- TASK DIRECTIONS
Copying each record below exactly is the whole task.

- RECORDS SHOWN
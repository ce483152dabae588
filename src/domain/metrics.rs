// ============================================================
// Layer 3 — Evaluation Metrics
// ============================================================
// Running sums over one held-out pass. Each sample contributes:
//
//   mse   — always
//   psnr  — 20·log10(1 / sqrt(mse)), always (mse must be > 0)
//   vgg   — perceptual mse, levels < 5
//   ssim  — ms-ssim, levels 0 and 1
//
// finalize() divides every sum by the held-out set size given at
// construction, NOT by the number of samples recorded. A pass that
// records fewer samples therefore reports a biased average; this
// mirrors the fixed TEST_SIZE denominator of the training schedule.

use std::fmt;

use serde::{Deserialize, Serialize};

use crate::domain::error::{TrainError, TrainResult};
use crate::domain::level::Level;

/// Which optional metrics a pass needs.
#[derive(Debug, Clone, Copy, PartialEq, Eq)]
pub struct MetricSet {
    pub vgg:  bool,
    pub ssim: bool,
}

impl MetricSet {
    pub fn for_level(level: Level) -> Self {
        Self { vgg: level.uses_perceptual(), ssim: level.uses_ssim_metric() }
    }
}

/// Measurements for one held-out sample, already plain numbers.
#[derive(Debug, Clone, Copy, PartialEq)]
pub struct SampleMetrics {
    pub mse:  f64,
    pub vgg:  Option<f64>,
    pub ssim: Option<f64>,
}

pub fn psnr_from_mse(mse: f64) -> TrainResult<f64> {
    if !(mse > 0.0 && mse.is_finite()) {
        return Err(TrainError::compute(format!(
            "psnr undefined for mse = {mse}"
        )));
    }
    Ok(20.0 * (1.0 / mse.sqrt()).log10())
}

#[derive(Debug)]
pub struct MetricAccumulator {
    level:         Level,
    metrics:       MetricSet,
    held_out_size: usize,
    recorded:      usize,
    mse_sum:       f64,
    psnr_sum:      f64,
    vgg_sum:       f64,
    ssim_sum:      f64,
}

impl MetricAccumulator {
    pub fn new(level: Level, held_out_size: usize) -> TrainResult<Self> {
        if held_out_size == 0 {
            return Err(TrainError::config("held-out set size must be positive"));
        }
        Ok(Self {
            level,
            metrics: MetricSet::for_level(level),
            held_out_size,
            recorded: 0,
            mse_sum: 0.0,
            psnr_sum: 0.0,
            vgg_sum: 0.0,
            ssim_sum: 0.0,
        })
    }

    pub fn metric_set(&self) -> MetricSet {
        self.metrics
    }

    #[cfg(test)]
    pub fn recorded(&self) -> usize {
        self.recorded
    }

    pub fn record(&mut self, sample: &SampleMetrics) -> TrainResult<()> {
        let psnr = psnr_from_mse(sample.mse)?;

        if self.metrics.vgg {
            self.vgg_sum += require(sample.vgg, "vgg")?;
        }
        if self.metrics.ssim {
            self.ssim_sum += require(sample.ssim, "ms-ssim")?;
        }
        self.mse_sum += sample.mse;
        self.psnr_sum += psnr;
        self.recorded += 1;
        Ok(())
    }

    pub fn finalize(self) -> EvalReport {
        let n = self.held_out_size as f64;
        if self.recorded != self.held_out_size {
            tracing::debug!(
                "averaging {} recorded samples over a held-out size of {}",
                self.recorded,
                self.held_out_size
            );
        }
        EvalReport {
            level: self.level,
            mse:   self.mse_sum / n,
            psnr:  self.psnr_sum / n,
            vgg:   self.metrics.vgg.then(|| self.vgg_sum / n),
            ssim:  self.metrics.ssim.then(|| self.ssim_sum / n),
        }
    }
}

fn require(value: Option<f64>, name: &str) -> TrainResult<f64> {
    value.ok_or_else(|| TrainError::compute(format!("evaluation sample is missing the {name} term")))
}

/// Averages reported once per epoch. Optional fields are present
/// exactly when the level reports them.
#[derive(Debug, Clone, Copy, PartialEq, Serialize, Deserialize)]
pub struct EvalReport {
    pub level: Level,
    pub mse:   f64,
    pub psnr:  f64,
    pub vgg:   Option<f64>,
    pub ssim:  Option<f64>,
}

impl fmt::Display for EvalReport {
    fn fmt(&self, f: &mut fmt::Formatter<'_>) -> fmt::Result {
        write!(f, "mse: {:.4}, psnr: {:.4}", self.mse, self.psnr)?;
        if let Some(vgg) = self.vgg {
            write!(f, ", vgg: {vgg:.4}")?;
        }
        if let Some(ssim) = self.ssim {
            write!(f, ", ms-ssim: {ssim:.4}")?;
        }
        Ok(())
    }
}

// ─── Unit Tests ───────────────────────────────────────────────────────────────
#[cfg(test)]
mod tests {
    use super::*;

    fn level(l: u8) -> Level {
        Level::new(l).unwrap()
    }

    fn sample(mse: f64) -> SampleMetrics {
        SampleMetrics { mse, vgg: Some(0.5), ssim: Some(0.9) }
    }

    #[test]
    fn test_psnr_formula() {
        assert!((psnr_from_mse(0.01).unwrap() - 20.0).abs() < 1e-12);
        assert!((psnr_from_mse(1.0).unwrap() - 0.0).abs() < 1e-12);
    }

    #[test]
    fn test_psnr_rejects_non_positive_mse() {
        assert!(matches!(psnr_from_mse(0.0), Err(TrainError::Compute(_))));
        assert!(psnr_from_mse(-1.0).is_err());
        assert!(psnr_from_mse(f64::NAN).is_err());
    }

    #[test]
    fn test_averages_three_samples() {
        let mut acc = MetricAccumulator::new(level(0), 3).unwrap();
        let mses = [0.01, 0.02, 0.015];
        for m in mses {
            acc.record(&sample(m)).unwrap();
        }
        let report = acc.finalize();

        assert!((report.mse - 0.015).abs() < 1e-15);
        let expected_psnr: f64 =
            mses.iter().map(|m| 20.0 * (1.0 / m.sqrt()).log10()).sum::<f64>() / 3.0;
        assert!((report.psnr - expected_psnr).abs() < 1e-12);
        assert!((report.vgg.unwrap() - 0.5).abs() < 1e-12);
        assert!((report.ssim.unwrap() - 0.9).abs() < 1e-12);
    }

    #[test]
    fn test_divides_by_held_out_size_not_by_recorded() {
        let mut acc = MetricAccumulator::new(level(5), 4).unwrap();
        acc.record(&sample(0.02)).unwrap();
        acc.record(&sample(0.02)).unwrap();
        assert_eq!(acc.recorded(), 2);
        assert!((acc.finalize().mse - 0.01).abs() < 1e-15);
    }

    #[test]
    fn test_report_granularity_by_level() {
        let finest = MetricAccumulator::new(level(1), 1).unwrap().finalize();
        assert!(finest.vgg.is_some() && finest.ssim.is_some());

        let mid = MetricAccumulator::new(level(3), 1).unwrap().finalize();
        assert!(mid.vgg.is_some() && mid.ssim.is_none());

        let coarse = MetricAccumulator::new(level(5), 1).unwrap().finalize();
        assert!(coarse.vgg.is_none() && coarse.ssim.is_none());
    }

    #[test]
    fn test_ignores_terms_the_level_does_not_report() {
        let mut acc = MetricAccumulator::new(level(5), 1).unwrap();
        acc.record(&SampleMetrics { mse: 0.1, vgg: None, ssim: None }).unwrap();
        let report = acc.finalize();
        assert_eq!(report.to_string(), format!("mse: 0.1000, psnr: {:.4}", report.psnr));
    }

    #[test]
    fn test_missing_required_term_is_error() {
        let mut acc = MetricAccumulator::new(level(2), 1).unwrap();
        let err = acc.record(&SampleMetrics { mse: 0.1, vgg: None, ssim: None });
        assert!(err.is_err());
    }

    #[test]
    fn test_display_matches_log_format() {
        let report = EvalReport { level: level(0), mse: 0.015, psnr: 18.3, vgg: Some(0.25), ssim: Some(0.9) };
        assert_eq!(report.to_string(), "mse: 0.0150, psnr: 18.3000, vgg: 0.2500, ms-ssim: 0.9000");
    }

    #[test]
    fn test_zero_held_out_size_rejected() {
        assert!(MetricAccumulator::new(level(0), 0).is_err());
    }
}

- RESPONSE FOR THIS EXERCISE
repository ce483152dabae588
filename src/domain/metrics.rs
// ============================================================
// Layer 3 — Evaluation Metrics
// ============================================================
// Running sums over one held-out pass. Each sample contributes:
//
//   mse   — always
//   psnr  — 20·log10(1 / sqrt(mse)), always (mse must be > 0)
//   vgg   — perceptual mse, levels < 5
//   ssim  — ms-ssim, levels 0 and 1
//
// finalize() divides every sum by the held-out set size given at
// construction, NOT by the number of samples recorded. A pass that
// records fewer samples therefore reports a biased average; this
// mirrors the fixed TEST_SIZE denominator of the training schedule.

use std::fmt;

use serde::{Deserialize, Serialize};

use crate::domain::error::{TrainError, TrainResult};
use crate::domain::level::Level;

/// Which optional metrics a pass needs.
#[derive(Debug, Clone, Copy, PartialEq, Eq)]
pub struct MetricSet {
    pub vgg:  bool,
    pub ssim: bool,
}

impl MetricSet {
    pub fn for_level(level: Level) -> Self {
        Self { vgg: level.uses_perceptual(), ssim: level.uses_ssim_metric() }
    }
}

/// Measurements for one held-out sample, already plain numbers.
#[derive(Debug, Clone, Copy, PartialEq)]
pub struct SampleMetrics {
    pub mse:  f64,
    pub vgg:  Option<f64>,
    pub ssim: Option<f64>,
}

pub fn psnr_from_mse(mse: f64) -> TrainResult<f64> {
    if !(mse > 0.0 && mse.is_finite()) {
        return Err(TrainError::compute(format!(
            "psnr undefined for mse = {mse}"
        )));
    }
    Ok(20.0 * (1.0 / mse.sqrt()).log10())
}

#[derive(Debug)]
pub struct MetricAccumulator {
    level:         Level,
    metrics:       MetricSet,
    held_out_size: usize,
    recorded:      usize,
    mse_sum:       f64,
    psnr_sum:      f64,
    vgg_sum:       f64,
    ssim_sum:      f64,
}

impl MetricAccumulator {
    pub fn new(level: Level, held_out_size: usize) -> TrainResult<Self> {
        if held_out_size == 0 {
            return Err(TrainError::config("held-out set size must be positive"));
        }
        Ok(Self {
            level,
            metrics: MetricSet::for_level(level),
            held_out_size,
            recorded: 0,
            mse_sum: 0.0,
            psnr_sum: 0.0,
            vgg_sum: 0.0,
            ssim_sum: 0.0,
        })
    }

    pub fn metric_set(&self) -> MetricSet {
        self.metrics
    }

    #[cfg(test)]
    pub fn recorded(&self) -> usize {
        self.recorded
    }

    pub fn record(&mut self, sample: &SampleMetrics) -> TrainResult<()> {
        let psnr = psnr_from_mse(sample.mse)?;

        if self.metrics.vgg {
            self.vgg_sum += require(sample.vgg, "vgg")?;
        }
        if self.metrics.ssim {
            self.ssim_sum += require(sample.ssim, "ms-ssim")?;
        }
        self.mse_sum += sample.mse;
        self.psnr_sum += psnr;
        self.recorded += 1;
        Ok(())
    }

    pub fn finalize(self) -> EvalReport {
        let n = self.held_out_size as f64;
        if self.recorded != self.held_out_size {
            tracing::debug!(
                "averaging {} recorded samples over a held-out size of {}",
                self.recorded,
                self.held_out_size
            );
        }
        EvalReport {
            level: self.level,
            mse:   self.mse_sum / n,
            psnr:  self.psnr_sum / n,
            vgg:   self.metrics.vgg.then(|| self.vgg_sum / n),
            ssim:  self.metrics.ssim.then(|| self.ssim_sum / n),
        }
    }
}

fn require(value: Option<f64>, name: &str) -> TrainResult<f64> {
    value.ok_or_else(|| TrainError::compute(format!("evaluation sample is missing the {name} term")))
}

/// Averages reported once per epoch. Optional fields are present
/// exactly when the level reports them.
#[derive(Debug, Clone, Copy, PartialEq, Serialize, Deserialize)]
pub struct EvalReport {
    pub level: Level,
    pub mse:   f64,
    pub psnr:  f64,
    pub vgg:   Option<f64>,
    pub ssim:  Option<f64>,
}

impl fmt::Display for EvalReport {
    fn fmt(&self, f: &mut fmt::Formatter<'_>) -> fmt::Result {
        write!(f, "mse: {:.4}, psnr: {:.4}", self.mse, self.psnr)?;
        if let Some(vgg) = self.vgg {
            write!(f, ", vgg: {vgg:.4}")?;
        }
        if let Some(ssim) = self.ssim {
            write!(f, ", ms-ssim: {ssim:.4}")?;
        }
        Ok(())
    }
}

// ─── Unit Tests ───────────────────────────────────────────────────────────────
#[cfg(test)]
mod tests {
    use super::*;

    fn level(l: u8) -> Level {
        Level::new(l).unwrap()
    }

    fn sample(mse: f64) -> SampleMetrics {
        SampleMetrics { mse, vgg: Some(0.5), ssim: Some(0.9) }
    }

    #[test]
    fn test_psnr_formula() {
        assert!((psnr_from_mse(0.01).unwrap() - 20.0).abs() < 1e-12);
        assert!((psnr_from_mse(1.0).unwrap() - 0.0).abs() < 1e-12);
    }

    #[test]
    fn test_psnr_rejects_non_positive_mse() {
        assert!(matches!(psnr_from_mse(0.0), Err(TrainError::Compute(_))));
        assert!(psnr_from_mse(-1.0).is_err());
        assert!(psnr_from_mse(f64::NAN).is_err());
    }

    #[test]
    fn test_averages_three_samples() {
        let mut acc = MetricAccumulator::new(level(0), 3).unwrap();
        let mses = [0.01, 0.02, 0.015];
        for m in mses {
            acc.record(&sample(m)).unwrap();
        }
        let report = acc.finalize();

        assert!((report.mse - 0.015).abs() < 1e-15);
        let expected_psnr: f64 =
            mses.iter().map(|m| 20.0 * (1.0 / m.sqrt()).log10()).sum::<f64>() / 3.0;
        assert!((report.psnr - expected_psnr).abs() < 1e-12);
        assert!((report.vgg.unwrap() - 0.5).abs() < 1e-12);
        assert!((report.ssim.unwrap() - 0.9).abs() < 1e-12);
    }

    #[test]
    fn test_divides_by_held_out_size_not_by_recorded() {
        let mut acc = MetricAccumulator::new(level(5), 4).unwrap();
        acc.record(&sample(0.02)).unwrap();
        acc.record(&sample(0.02)).unwrap();
        assert_eq!(acc.recorded(), 2);
        assert!((acc.finalize().mse - 0.01).abs() < 1e-15);
    }

    #[test]
    fn test_report_granularity_by_level() {
        let finest = MetricAccumulator::new(level(1), 1).unwrap().finalize();
        assert!(finest.vgg.is_some() && finest.ssim.is_some());

        let mid = MetricAccumulator::new(level(3), 1).unwrap().finalize();
        assert!(mid.vgg.is_some() && mid.ssim.is_none());

        let coarse = MetricAccumulator::new(level(5), 1).unwrap().finalize();
        assert!(coarse.vgg.is_none() && coarse.ssim.is_none());
    }

    #[test]
    fn test_ignores_terms_the_level_does_not_report() {
        let mut acc = MetricAccumulator::new(level(5), 1).unwrap();
        acc.record(&SampleMetrics { mse: 0.1, vgg: None, ssim: None }).unwrap();
        let report = acc.finalize();
        assert_eq!(report.to_string(), format!("mse: 0.1000, psnr: {:.4}", report.psnr));
    }

    #[test]
    fn test_missing_required_term_is_error() {
        let mut acc = MetricAccumulator::new(level(2), 1).unwrap();
        let err = acc.record(&SampleMetrics { mse: 0.1, vgg: None, ssim: None });
        assert!(err.is_err());
    }

    #[test]
    fn test_display_matches_log_format() {
        let report = EvalReport { level: level(0), mse: 0.015, psnr: 18.3, vgg: Some(0.25), ssim: Some(0.9) };
        assert_eq!(report.to_string(), "mse: 0.0150, psnr: 18.3000, vgg: 0.2500, ms-ssim: 0.9000");
    }

    #[test]
    fn test_zero_held_out_size_rejected() {
        assert!(MetricAccumulator::new(level(0), 0).is_err());
    }
}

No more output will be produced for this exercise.